Find Median Given Frequency of Numbers
HardUpdated: Aug 2, 2025
Practice on:
Problem
Table: Numbers
+-------------+------+
| Column Name | Type |
+-------------+------+
| num | int |
| frequency | int |
+-------------+------+
num is the primary key (column with unique values) for this table.
Each row of this table shows the frequency of a number in the database.
The median is the value separating the higher half from the lower half of a data sample.
Write a solution to report the median of all the numbers in the database after decompressing the Numbers table. Round the median to one decimal point.
The result format is in the following example.
Examples
Example 1:
Input:
Numbers table:
+-----+-----------+
| num | frequency |
+-----+-----------+
| 0 | 7 |
| 1 | 1 |
| 2 | 3 |
| 3 | 1 |
+-----+-----------+
Output:
+--------+
| median |
+--------+
| 0.0 |
+--------+
Explanation:
If we decompress the Numbers table, we will get [0, 0, 0, 0, 0, 0, 0, 1, 2, 2, 2, 3], so the median is (0 + 0) / 2 = 0.
Solution
Method 1 – Cumulative Frequency and Median Position
Intuition
To find the median from a frequency table, we expand the numbers according to their frequencies and find the middle value(s). We can do this efficiently by computing the cumulative frequency and locating the median position(s) without materializing the full list.
Approach
- Compute the total count of numbers as the sum of all frequencies.
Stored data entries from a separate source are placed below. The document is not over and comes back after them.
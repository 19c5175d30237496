//! Repository port for Q-table persistence.
//!
//! This module defines the trait boundary between the learning engine and
//! the storage used for the value table.

use crate::{Result, q_learning::QTable};

/// Outcome of a load request
#[derive(Debug, Clone, Copy, PartialEq, Eq)]
pub enum LoadStatus {
    /// Data was read; counts what was actually written into the table
    Loaded { rows: usize, cells: usize },
    /// Nothing stored yet; the table keeps its current values
    Missing,
}

/// Port for persisting and loading Q-tables.
///
/// # Examples
///
/// ```no_run
/// use evader::ports::TableRepository;
/// use evader::q_learning::QTable;
///
/// fn checkpoint<R: TableRepository>(repo: &R, table: &QTable) -> evader::Result<()> {
///     repo.save(table)
/// }
/// ```
pub trait TableRepository: Send {
    /// Save the table, replacing anything stored before.
    ///
    /// # Errors
    ///
    /// Returns an error if the storage cannot be written.
    fn save(&self, table: &QTable) -> Result<()>;

    /// Load stored values into `table`.
    ///
    /// Cells not covered by the stored data keep their current value.
    ///
    /// # Errors
    ///
    /// Returns an error if stored data exists but cannot be read or holds a
    /// malformed value. In the latter case the table is flagged invalid.
    fn load(&self, table: &mut QTable) -> Result<LoadStatus>;
}
//! Reward shaping terms evaluated on small hand-built worlds

mod common;

use common::MockWorld;
use evader::{q_learning::RewardConfig, types::Cell};

#[test]
fn test_capture_overrides_other_terms() {
    let world = MockWorld::from_rows(&["#..", "..."]);
    let rewards = RewardConfig::default();
    // the destination is a corner and distance shrinks, yet only capture counts
    let reward = rewards.shape(&world, Cell::new(1, 1), Cell::new(0, 0), Cell::new(0, 0));
    assert_eq!(reward, -100.0);
}

#[test]
fn test_gain_in_open_field() {
    let world = MockWorld::open(9, 9);
    let rewards = RewardConfig::default();
    let reward = rewards.shape(&world, Cell::new(4, 4), Cell::new(4, 5), Cell::new(4, 1));
    assert_eq!(reward, 100.0);
}

#[test]
fn test_retreating_into_danger() {
    let world = MockWorld::open(9, 9);
    let rewards = RewardConfig::default();
    // distance 2 -> 2: no gain inside the danger radius
    let reward = rewards.shape(&world, Cell::new(4, 4), Cell::new(5, 5), Cell::new(4, 6));
    assert_eq!(reward, -110.0);
    // distance 4 -> 3: plain no-gain penalty
    let reward = rewards.shape(&world, Cell::new(4, 4), Cell::new(4, 3), Cell::new(4, 0));
    assert_eq!(reward, -10.0);
}

#[test]
fn test_wall_between_agents_earns_bonus() {
    let world = MockWorld::from_rows(&[".......", "...#...", "......."]);
    let rewards = RewardConfig::default();
    // from (1, 0) to (1, 1): distance 5 -> 4 and the wall at (3, 1) hides the pursuer
    let reward = rewards.shape(&world, Cell::new(1, 0), Cell::new(1, 1), Cell::new(5, 1));
    assert_eq!(reward, -10.0 + 20.0);
}

#[test]
fn test_corner_penalty() {
    let world = MockWorld::open(9, 9);
    let rewards = RewardConfig::default();
    let reward = rewards.shape(&world, Cell::new(1, 0), Cell::new(0, 0), Cell::new(8, 8));
    // gained one cell, lands in the world corner
    assert_eq!(reward, 100.0 - 50.0);
}

#[test]
fn test_custom_constants() {
    let world = MockWorld::open(9, 9);
    let rewards = RewardConfig {
        per_cell_gained: 7.0,
        ..RewardConfig::default()
    };
    let reward = rewards.shape(&world, Cell::new(4, 4), Cell::new(4, 5), Cell::new(4, 1));
    assert_eq!(reward, 7.0);
}
//! Discrete state encoding
//!
//! An observation is the walkability of the four neighbouring cells plus the
//! pursuer's position relative to the learner on each axis. The state id is
//! computed in closed form and is used directly as the Q-table column:
//!
//! ```text
//! bitmask = n*1 + s*2 + e*4 + w*8          (0..=15)
//! id      = bitmask*9 + vertical*3 + horizontal   (0..=143)
//! ```

use std::fmt;

use serde::{Deserialize, Serialize};

use crate::{
    ports::World,
    types::{Action, Cell},
};

/// Pursuer position relative to the learner on the north/south axis
#[derive(Debug, Clone, Copy, PartialEq, Eq, Hash, Serialize, Deserialize)]
pub enum Vertical {
    Above = 0,
    Below = 1,
    Level = 2,
}

/// Pursuer position relative to the learner on the east/west axis
#[derive(Debug, Clone, Copy, PartialEq, Eq, Hash, Serialize, Deserialize)]
pub enum Horizontal {
    Right = 0,
    Left = 1,
    Level = 2,
}

impl Vertical {
    pub const ALL: [Vertical; 3] = [Vertical::Above, Vertical::Below, Vertical::Level];

    fn between(learner: Cell, pursuer: Cell) -> Self {
        match pursuer.y.cmp(&learner.y) {
            std::cmp::Ordering::Greater => Vertical::Above,
            std::cmp::Ordering::Less => Vertical::Below,
            std::cmp::Ordering::Equal => Vertical::Level,
        }
    }
}

impl Horizontal {
    pub const ALL: [Horizontal; 3] = [Horizontal::Right, Horizontal::Left, Horizontal::Level];

    fn between(learner: Cell, pursuer: Cell) -> Self {
        match pursuer.x.cmp(&learner.x) {
            std::cmp::Ordering::Greater => Horizontal::Right,
            std::cmp::Ordering::Less => Horizontal::Left,
            std::cmp::Ordering::Equal => Horizontal::Level,
        }
    }
}

/// Bijective address of an [`Observation`]; always in `0..StateId::COUNT`.
#[derive(Debug, Clone, Copy, PartialEq, Eq, Hash, PartialOrd, Ord, Serialize, Deserialize)]
pub struct StateId(u8);

impl StateId {
    /// Number of distinct states (columns of the Q-table)
    pub const COUNT: usize = 16 * 9;

    /// Checked constructor
    pub fn new(index: usize) -> Option<Self> {
        (index < Self::COUNT).then_some(Self(index as u8))
    }

    pub fn index(self) -> usize {
        usize::from(self.0)
    }

    /// Every state id in ascending order
    pub fn all() -> impl Iterator<Item = StateId> {
        (0..Self::COUNT as u8).map(StateId)
    }
}

impl fmt::Display for StateId {
    fn fmt(&self, f: &mut fmt::Formatter<'_>) -> fmt::Result {
        write!(f, "s{}", self.0)
    }
}

/// Raw discretised observation of the learner's surroundings
#[derive(Debug, Clone, Copy, PartialEq, Eq, Hash, Serialize, Deserialize)]
pub struct Observation {
    pub north: bool,
    pub south: bool,
    pub east: bool,
    pub west: bool,
    pub vertical: Vertical,
    pub horizontal: Horizontal,
}

impl Observation {
    /// Observe the world from the learner's cell.
    pub fn observe<W: World + ?Sized>(world: &W, learner: Cell, pursuer: Cell) -> Self {
        let open = |action| world.resolve_move(learner, action).walkable;
        Self {
            north: open(Action::North),
            south: open(Action::South),
            east: open(Action::East),
            west: open(Action::West),
            vertical: Vertical::between(learner, pursuer),
            horizontal: Horizontal::between(learner, pursuer),
        }
    }

    /// Walkability bitmask `n*1 + s*2 + e*4 + w*8`
    pub fn bitmask(&self) -> u8 {
        u8::from(self.north)
            | u8::from(self.south) << 1
            | u8::from(self.east) << 2
            | u8::from(self.west) << 3
    }

    pub fn state_id(&self) -> StateId {
        let id = usize::from(self.bitmask()) * 9
            + self.vertical as usize * 3
            + self.horizontal as usize;
        assert!(id < StateId::COUNT, "state id {id} outside the domain");
        StateId(id as u8)
    }

    /// Closed-form inverse of [`Observation::state_id`]
    pub fn from_state_id(id: StateId) -> Self {
        let index = id.index();
        let bitmask = index / 9;
        let rest = index % 9;
        Self {
            north: bitmask & 1 != 0,
            south: bitmask & 2 != 0,
            east: bitmask & 4 != 0,
            west: bitmask & 8 != 0,
            vertical: Vertical::ALL[rest / 3],
            horizontal: Horizontal::ALL[rest % 3],
        }
    }
}

/// Stateless encoder from positions to [`StateId`]
#[derive(Debug, Clone, Copy, Default)]
pub struct StateEncoder;

impl StateEncoder {
    pub fn encode<W: World + ?Sized>(world: &W, learner: Cell, pursuer: Cell) -> StateId {
        Observation::observe(world, learner, pursuer).state_id()
    }
}

#[cfg(test)]
mod tests {
    use super::*;

    fn obs(n: bool, s: bool, e: bool, w: bool, v: Vertical, h: Horizontal) -> Observation {
        Observation {
            north: n,
            south: s,
            east: e,
            west: w,
            vertical: v,
            horizontal: h,
        }
    }

    #[test]
    fn test_all_open_pursuer_above_right() {
        let o = obs(true, true, true, true, Vertical::Above, Horizontal::Right);
        assert_eq!(o.bitmask(), 15);
        assert_eq!(o.state_id().index(), 135);
    }

    #[test]
    fn test_bit_weights() {
        let base = obs(false, false, false, false, Vertical::Above, Horizontal::Right);
        assert_eq!(base.state_id().index(), 0);
        assert_eq!(obs(true, false, false, false, Vertical::Above, Horizontal::Right).bitmask(), 1);
        assert_eq!(obs(false, true, false, false, Vertical::Above, Horizontal::Right).bitmask(), 2);
        assert_eq!(obs(false, false, true, false, Vertical::Above, Horizontal::Right).bitmask(), 4);
        assert_eq!(obs(false, false, false, true, Vertical::Above, Horizontal::Right).bitmask(), 8);
        let last = obs(true, true, true, true, Vertical::Level, Horizontal::Level);
        assert_eq!(last.state_id().index(), 143);
    }

    #[test]
    fn test_decode_every_id() {
        for id in StateId::all() {
            assert_eq!(Observation::from_state_id(id).state_id(), id);
        }
    }

    #[test]
    fn test_checked_constructor() {
        assert!(StateId::new(143).is_some());
        assert!(StateId::new(144).is_none());
    }

    #[test]
    fn test_relative_position() {
        let learner = Cell::new(5, 5);
        assert_eq!(Vertical::between(learner, Cell::new(5, 9)), Vertical::Above);
        assert_eq!(Vertical::between(learner, Cell::new(0, 1)), Vertical::Below);
        assert_eq!(Vertical::between(learner, Cell::new(0, 5)), Vertical::Level);
        assert_eq!(Horizontal::between(learner, Cell::new(6, 0)), Horizontal::Right);
        assert_eq!(Horizontal::between(learner, Cell::new(4, 0)), Horizontal::Left);
        assert_eq!(Horizontal::between(learner, Cell::new(5, 0)), Horizontal::Level);
    }
}
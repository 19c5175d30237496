//! Subcommands of the `evader` binary

pub mod evaluate;
pub mod train;
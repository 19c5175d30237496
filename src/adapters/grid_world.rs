//! Rectangular grid world parsed from a text map.
//!
//! Map syntax: `#` is a wall, `.` is floor. `L` and `P` mark start cells
//! in hand-drawn maps and are read as floor. The first text line is the
//! northern (top) row, so a map reads the way it is drawn.

use std::{fs, path::Path};

use rand::{Rng, RngCore};

use crate::{Error, Result, ports::World, types::Cell};

/// Grid world backed by a walkability bitmap.
///
/// # Examples
///
/// ```
/// use evader::{adapters::GridWorld, ports::World, types::Cell};
///
/// let world = GridWorld::parse("#..\n...\n..#")?;
/// assert_eq!(world.bounds(), (3, 3));
/// assert!(!world.is_walkable(Cell::new(0, 2)));
/// assert!(!world.is_walkable(Cell::new(2, 0)));
/// # Ok::<(), evader::Error>(())
/// ```
#[derive(Debug, Clone, PartialEq, Eq)]
pub struct GridWorld {
    width: i32,
    height: i32,
    walkable: Vec<bool>,
    open_cells: Vec<Cell>,
}

impl GridWorld {
    /// An open arena without interior walls.
    pub fn open(width: i32, height: i32) -> Self {
        let width = width.max(0);
        let height = height.max(0);
        Self::from_bitmap(width, height, vec![true; (width * height) as usize])
    }

    /// Parse a text map.
    ///
    /// # Errors
    ///
    /// Returns [`Error::InvalidMap`] for unknown characters, ragged rows or
    /// an empty map.
    pub fn parse(text: &str) -> Result<Self> {
        let rows: Vec<&str> = text
            .lines()
            .map(str::trim_end)
            .filter(|line| !line.is_empty())
            .collect();
        let Some(first) = rows.first() else {
            return Err(Error::InvalidMap {
                line: 1,
                message: "map has no rows".to_string(),
            });
        };
        let width = first.chars().count();
        let height = rows.len();

        let mut walkable = vec![false; width * height];
        for (row_idx, row) in rows.iter().enumerate() {
            if row.chars().count() != width {
                return Err(Error::InvalidMap {
                    line: row_idx + 1,
                    message: format!(
                        "expected {width} columns, found {}",
                        row.chars().count()
                    ),
                });
            }
            let y = height - 1 - row_idx;
            for (x, ch) in row.chars().enumerate() {
                walkable[y * width + x] = match ch {
                    '.' | 'L' | 'P' => true,
                    '#' => false,
                    other => {
                        return Err(Error::InvalidMap {
                            line: row_idx + 1,
                            message: format!("unknown map character '{other}'"),
                        });
                    }
                };
            }
        }

        Ok(Self::from_bitmap(width as i32, height as i32, walkable))
    }

    pub fn from_file<P: AsRef<Path>>(path: P) -> Result<Self> {
        let path = path.as_ref();
        let text = fs::read_to_string(path).map_err(|source| Error::Io {
            operation: format!("read map {}", path.display()),
            source,
        })?;
        Self::parse(&text)
    }

    /// Mark a cell as wall. Cells outside the grid are ignored.
    pub fn with_wall(mut self, cell: Cell) -> Self {
        if let Some(index) = self.index(cell) {
            self.walkable[index] = false;
            self.open_cells.retain(|open| *open != cell);
        }
        self
    }

    pub fn open_cells(&self) -> &[Cell] {
        &self.open_cells
    }

    /// Render the map back to text, top row first
    pub fn render(&self) -> String {
        let mut out = String::new();
        for y in (0..self.height).rev() {
            for x in 0..self.width {
                out.push(if self.is_walkable(Cell::new(x, y)) { '.' } else { '#' });
            }
            out.push('\n');
        }
        out
    }

    fn from_bitmap(width: i32, height: i32, walkable: Vec<bool>) -> Self {
        let open_cells = (0..height)
            .flat_map(|y| (0..width).map(move |x| Cell::new(x, y)))
            .filter(|cell| walkable[(cell.y * width + cell.x) as usize])
            .collect();
        Self {
            width,
            height,
            walkable,
            open_cells,
        }
    }

    fn index(&self, cell: Cell) -> Option<usize> {
        self.in_bounds(cell)
            .then(|| (cell.y * self.width + cell.x) as usize)
    }
}

impl World for GridWorld {
    fn bounds(&self) -> (i32, i32) {
        (self.width, self.height)
    }

    fn is_walkable(&self, cell: Cell) -> bool {
        self.index(cell).is_some_and(|index| self.walkable[index])
    }

    fn random_walkable_cell(&self, rng: &mut dyn RngCore) -> Option<Cell> {
        if self.open_cells.is_empty() {
            return None;
        }
        let index = rng.random_range(0..self.open_cells.len());
        Some(self.open_cells[index])
    }
}
//! Error types for the evader crate

use thiserror::Error;

/// Main error type for the evader crate
#[derive(Error, Debug)]
#[non_exhaustive]
pub enum Error {
    #[error("invalid configuration: {message}")]
    InvalidConfiguration { message: String },

    #[error("malformed Q-table value '{value}' at line {line}, field {field}")]
    TableParse {
        line: usize,
        field: usize,
        value: String,
    },

    #[error("Q-table is flagged invalid by a failed load (line {line}, field {field})")]
    InvalidTable { line: usize, field: usize },

    #[error("invalid map at line {line}: {message}")]
    InvalidMap { line: usize, message: String },

    #[error("world has no walkable cells")]
    NoWalkableCells,

    #[error("cell ({x}, {y}) is not walkable")]
    UnwalkableCell { x: i32, y: i32 },

    #[error("failed to {operation}: {source}")]
    Io {
        operation: String,
        #[source]
        source: std::io::Error,
    },

    #[error("serialization error: {0}")]
    Serialization(#[from] serde_json::Error),

    #[error("CSV error: {0}")]
    Csv(#[from] csv::Error),

    #[error("progress bar template error: {message}")]
    ProgressBarTemplate { message: String },
}

/// Convenience type alias for Results using the crate's Error type
pub type Result<T> = std::result::Result<T, Error>;

impl From<std::io::Error> for Error {
    fn from(source: std::io::Error) -> Self {
        Error::Io {
            operation: "IO operation".to_string(),
            source,
        }
    }
}

impl Error {
    pub(crate) fn config(message: impl Into<String>) -> Self {
        Error::InvalidConfiguration {
            message: message.into(),
        }
    }
}
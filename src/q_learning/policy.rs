//! Inference-only greedy policy for a trained table

use rand::{Rng, SeedableRng, rngs::StdRng};

use super::{
    q_table::{QTable, TableStatus},
    state::{StateEncoder, StateId},
};
use crate::{
    Error, Result,
    ports::World,
    types::{Action, Cell},
};

/// Decision taken by [`GreedyPolicy::next_step`]
#[derive(Debug, Clone, Copy, PartialEq, Eq)]
pub struct PolicyStep {
    pub state: StateId,
    pub action: Action,
    pub destination: Cell,
    /// Higher-ranked actions skipped because they were blocked
    pub blocked_attempts: usize,
    /// The ranked attempts ran out and a random walkable move was taken
    pub fallback: bool,
}

/// Greedy evader that never writes to its table
///
/// Blocked moves are skipped in rank order for at most `max_attempts`
/// actions before a random walkable direction is taken.
#[derive(Debug, Clone)]
pub struct GreedyPolicy {
    table: QTable,
    max_attempts: usize,
    rng: StdRng,
}

impl GreedyPolicy {
    pub const DEFAULT_ATTEMPTS: usize = 3;

    /// # Errors
    ///
    /// Returns [`Error::InvalidTable`] for a table flagged by a failed load.
    pub fn new(table: QTable) -> Result<Self> {
        if let TableStatus::Invalid { line, field } = table.status() {
            return Err(Error::InvalidTable { line, field });
        }
        Ok(Self {
            table,
            max_attempts: Self::DEFAULT_ATTEMPTS,
            rng: StdRng::from_rng(&mut rand::rng()),
        })
    }

    pub fn with_max_attempts(mut self, attempts: usize) -> Self {
        self.max_attempts = attempts.max(1);
        self
    }

    pub fn with_seed(mut self, seed: u64) -> Self {
        self.rng = StdRng::seed_from_u64(seed);
        self
    }

    pub fn table(&self) -> &QTable {
        &self.table
    }

    /// Best action for the current observation, resolved to a cell.
    pub fn next_step<W: World + ?Sized>(
        &mut self,
        world: &W,
        learner: Cell,
        pursuer: Cell,
    ) -> PolicyStep {
        let state = StateEncoder::encode(world, learner, pursuer);

        let mut blocked_attempts = 0;
        for action in self.table.ranked_actions(state).into_iter().take(self.max_attempts) {
            let dest = world.resolve_move(learner, action);
            if dest.walkable {
                return PolicyStep {
                    state,
                    action,
                    destination: dest.cell,
                    blocked_attempts,
                    fallback: false,
                };
            }
            blocked_attempts += 1;
        }

        let walkable: Vec<(Action, Cell)> = Action::ALL
            .iter()
            .map(|&action| (action, world.resolve_move(learner, action)))
            .filter(|(_, dest)| dest.walkable)
            .map(|(action, dest)| (action, dest.cell))
            .collect();
        let (action, destination) = if walkable.is_empty() {
            (self.table.best_action(state), learner)
        } else {
            walkable[self.rng.random_range(0..walkable.len())]
        };
        PolicyStep {
            state,
            action,
            destination,
            blocked_attempts,
            fallback: true,
        }
    }
}
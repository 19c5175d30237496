//! Training and evaluation pipeline abstractions
//!
//! This module provides:
//! - Episode-count driven training runs with a JSON summary
//! - Evaluation of a trained table with the greedy policy
//! - Observers recording episode outcomes during training

pub mod evaluation;
pub mod observers;
pub mod training;

pub use evaluation::{EvaluationConfig, EvaluationSummary, evaluate};
pub use observers::{LoggingObserver, MetricsObserver, MetricsSummary, ProgressObserver};
pub use training::{TrainingConfig, TrainingPipeline, TrainingSummary};

pub use crate::ports::EpisodeObserver;
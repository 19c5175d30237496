//! Evader CLI - train and evaluate a tabular Q-learning evader
//!
//! This CLI provides a unified interface for:
//! - Training the evader against a shortest-path pursuer
//! - Evaluating a trained Q-table greedily
//!
//! Set `RUST_LOG` (e.g. `RUST_LOG=evader=debug`) for library logs.

use anyhow::Result;
use clap::{Parser, Subcommand};

#[derive(Parser)]
#[command(name = "evader")]
#[command(version, about = "Tabular Q-learning evader on a grid world", long_about = None)]
struct Cli {
    #[command(subcommand)]
    command: Commands,
}

#[derive(Subcommand)]
enum Commands {
    /// Train the evader and persist its Q-table
    Train(Box<evader::cli::commands::train::TrainArgs>),

    /// Evaluate a trained Q-table
    Evaluate(evader::cli::commands::evaluate::EvaluateArgs),
}

fn main() -> Result<()> {
    env_logger::Builder::from_env(env_logger::Env::default().default_filter_or("info")).init();
    let cli = Cli::parse();

    match cli.command {
        Commands::Train(args) => evader::cli::commands::train::execute(*args),
        Commands::Evaluate(args) => evader::cli::commands::evaluate::execute(args),
    }
}
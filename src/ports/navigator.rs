//! Navigator port - the pursuer's movement policy
//!
//! The pursuer follows an external navigation algorithm that is opaque to
//! the learning engine.

use super::World;
use crate::types::Cell;

/// Pursuer navigation policy
pub trait Navigator {
    /// Next cell for the pursuer chasing `target`.
    ///
    /// Returns `None` when the pursuer has no defined position any more
    /// (for example when the target is unreachable). The training loop
    /// treats that as the end of the episode.
    fn next_step(&mut self, world: &dyn World, pursuer: Cell, target: Cell) -> Option<Cell>;

    /// Name used in logs and summaries
    fn name(&self) -> &str;
}

impl<N: Navigator + ?Sized> Navigator for Box<N> {
    fn next_step(&mut self, world: &dyn World, pursuer: Cell, target: Cell) -> Option<Cell> {
        (**self).next_step(world, pursuer, target)
    }

    fn name(&self) -> &str {
        (**self).name()
    }
}
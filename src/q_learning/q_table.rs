//! Dense Q-table for the 4 x 144 evader state space

use super::state::StateId;
use crate::types::Action;

/// Load status of the table contents
#[derive(Debug, Clone, Copy, PartialEq, Eq, Default)]
pub enum TableStatus {
    /// Values are initialised or fully loaded
    #[default]
    Ready,
    /// A load stopped at a malformed field; contents are partial
    Invalid { line: usize, field: usize },
}

/// Q-table mapping (action, state) pairs to Q-values
///
/// Rows are actions, columns are state ids. Both are closed-form indices so
/// every read and write is a direct array access.
#[derive(Debug, Clone, PartialEq)]
pub struct QTable {
    values: [[f64; StateId::COUNT]; Action::COUNT],
    status: TableStatus,
}

impl Default for QTable {
    fn default() -> Self {
        Self::new()
    }
}

impl QTable {
    /// Create a table with every value set to 0
    pub fn new() -> Self {
        Self {
            values: [[0.0; StateId::COUNT]; Action::COUNT],
            status: TableStatus::Ready,
        }
    }

    /// Reset every value to 0 and clear any invalid flag
    pub fn initialize(&mut self) {
        for row in &mut self.values {
            row.fill(0.0);
        }
        self.status = TableStatus::Ready;
    }

    /// Get the Q-value for a state-action pair
    pub fn value(&self, action: Action, state: StateId) -> f64 {
        self.values[action.index()][state.index()]
    }

    /// Greedy action for a state; ties go to the lowest action index
    pub fn best_action(&self, state: StateId) -> Action {
        let mut best = Action::North;
        let mut best_value = self.value(best, state);
        for &action in &Action::ALL[1..] {
            let value = self.value(action, state);
            if value > best_value {
                best = action;
                best_value = value;
            }
        }
        best
    }

    /// Maximum Q-value over actions for a state
    pub fn best_value(&self, state: StateId) -> f64 {
        Action::ALL
            .iter()
            .map(|&action| self.value(action, state))
            .fold(f64::NEG_INFINITY, f64::max)
    }

    /// Actions ordered from best to worst, ties in index order
    pub fn ranked_actions(&self, state: StateId) -> [Action; Action::COUNT] {
        let mut ranked = Action::ALL;
        // stable sort keeps index order among equal values
        ranked.sort_by(|a, b| self.value(*b, state).total_cmp(&self.value(*a, state)));
        ranked
    }

    /// Overwrite the Q-value for a state-action pair
    ///
    /// # Panics
    ///
    /// Panics if `value` is NaN or infinite.
    pub fn update(&mut self, action: Action, state: StateId, value: f64) {
        assert!(
            value.is_finite(),
            "non-finite Q-value {value} for ({action}, {state})"
        );
        self.values[action.index()][state.index()] = value;
    }

    /// Values of one action row in state-id order
    pub fn row(&self, action: Action) -> &[f64; StateId::COUNT] {
        &self.values[action.index()]
    }

    pub fn status(&self) -> TableStatus {
        self.status
    }

    pub fn is_valid(&self) -> bool {
        self.status == TableStatus::Ready
    }

    pub(crate) fn mark_invalid(&mut self, line: usize, field: usize) {
        self.status = TableStatus::Invalid { line, field };
    }

    /// Number of cells holding a non-zero value
    pub fn visited(&self) -> usize {
        self.values
            .iter()
            .flat_map(|row| row.iter())
            .filter(|value| **value != 0.0)
            .count()
    }
}

#[cfg(test)]
mod tests {
    use super::*;

    fn state(index: usize) -> StateId {
        StateId::new(index).unwrap()
    }

    #[test]
    fn test_qtable_initialization() {
        let table = QTable::new();
        for action in Action::ALL {
            assert!(table.row(action).iter().all(|v| *v == 0.0));
        }
        assert!(table.is_valid());
        assert_eq!(table.visited(), 0);
    }

    #[test]
    fn test_read_after_write() {
        let mut table = QTable::new();
        table.update(Action::South, state(77), -3.25);
        assert_eq!(table.value(Action::South, state(77)), -3.25);
        assert_eq!(table.value(Action::North, state(77)), 0.0);
        assert_eq!(table.visited(), 1);
    }

    #[test]
    fn test_best_action_and_value() {
        let mut table = QTable::new();
        let s = state(10);
        table.update(Action::North, s, 0.5);
        table.update(Action::East, s, 1.5);
        table.update(Action::South, s, 0.8);
        table.update(Action::West, s, -2.0);
        assert_eq!(table.best_action(s), Action::East);
        assert_eq!(table.best_value(s), 1.5);
    }

    #[test]
    fn test_ties_go_to_lowest_index() {
        let mut table = QTable::new();
        let s = state(42);
        table.update(Action::North, s, -1.0);
        table.update(Action::East, s, 2.0);
        table.update(Action::West, s, 2.0);
        assert_eq!(table.best_action(s), Action::East);

        let fresh = QTable::new();
        assert_eq!(fresh.best_action(s), Action::North);
    }

    #[test]
    fn test_ranked_actions() {
        let mut table = QTable::new();
        let s = state(3);
        table.update(Action::North, s, -5.0);
        table.update(Action::West, s, 4.0);
        assert_eq!(
            table.ranked_actions(s),
            [Action::West, Action::East, Action::South, Action::North]
        );
    }

    #[test]
    fn test_initialize_resets_values_and_status() {
        let mut table = QTable::new();
        table.update(Action::West, state(143), 9.0);
        table.mark_invalid(2, 5);
        assert!(!table.is_valid());

        table.initialize();
        assert_eq!(table.value(Action::West, state(143)), 0.0);
        assert_eq!(table.status(), TableStatus::Ready);
    }

    #[test]
    #[should_panic(expected = "non-finite")]
    fn test_rejects_nan() {
        let mut table = QTable::new();
        table.update(Action::North, state(0), f64::NAN);
    }
}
- The median position is (total+1)//2 if odd, or the average of total//2 and total//2+1 if even.
- Sort the numbers by num ascending.
- Iterate through the sorted numbers, maintaining a running sum of frequencies.
- When the running sum reaches or passes the median position(s), record the corresponding number(s).
- If the total is odd, return the median number. If even, return the average of the two median numbers.
Code
MySQL
WITH ordered AS (
SELECT num, frequency, SUM(frequency) OVER (ORDER BY num) AS cum_freq
FROM Numbers
),
params AS (
SELECT SUM(frequency) AS total FROM Numbers
),
meds AS (
SELECT num, cum_freq, LAG(cum_freq,1,0) OVER (ORDER BY num) AS prev_cum
FROM ordered
)
SELECT ROUND(AVG(num), 1) AS median
FROM (
SELECT num FROM meds, params
WHERE (params.total % 2 = 1 AND cum_freq >= (params.total+1)/2 AND prev_cum < (params.total+1)/2)
OR (params.total % 2 = 0 AND (
(cum_freq >= params.total/2 AND prev_cum < params.total/2) OR
(cum_freq >= params.total/2+1 AND prev_cum < params.total/2+1)
))
) t;
PostgreSQL
WITH ordered AS (
SELECT num, frequency, SUM(frequency) OVER (ORDER BY num) AS cum_freq
FROM Numbers
),
params AS (
SELECT SUM(frequency) AS total FROM Numbers
),
meds AS (
SELECT num, cum_freq, LAG(cum_freq,1,0) OVER (ORDER BY num) AS prev_cum
FROM ordered
)
SELECT ROUND(AVG(num)::numeric, 1) AS median
FROM (
SELECT num FROM meds, params
WHERE (params.total % 2 = 1 AND cum_freq >= (params.total+1)/2 AND prev_cum < (params.total+1)/2)
OR (params.total % 2 = 0 AND (
(cum_freq >= params.total/2 AND prev_cum < params.total/2) OR
(cum_freq >= params.total/2+1 AND prev_cum < params.total/2+1)
))
) t;
Python (pandas)
import pandas as pd
def find_median_given_frequency(numbers: pd.DataFrame) -> float:
df = numbers.sort_values('num')
df['cum_freq'] = df['frequency'].cumsum()
total = df['frequency'].sum()
if total % 2 == 1:
median_pos = (total + 1) // 2
median = df.loc[df['cum_freq'] >= median_pos, 'num'].iloc[0]
return float(median)
else:
pos1 = total // 2
pos2 = pos1 + 1
m1 = df.loc[df['cum_freq'] >= pos1, 'num'].iloc[0]
m2 = df.loc[df['cum_freq'] >= pos2, 'num'].iloc[0]
return (m1 + m2) / 2
Complexity
- ⏰ Time complexity:
O(n log n), where n is the number of rows in Numbers. Sorting and cumulative sum are O(n log n). - 🧺 Space complexity:
O(n), for storing intermediate cumulative frequencies.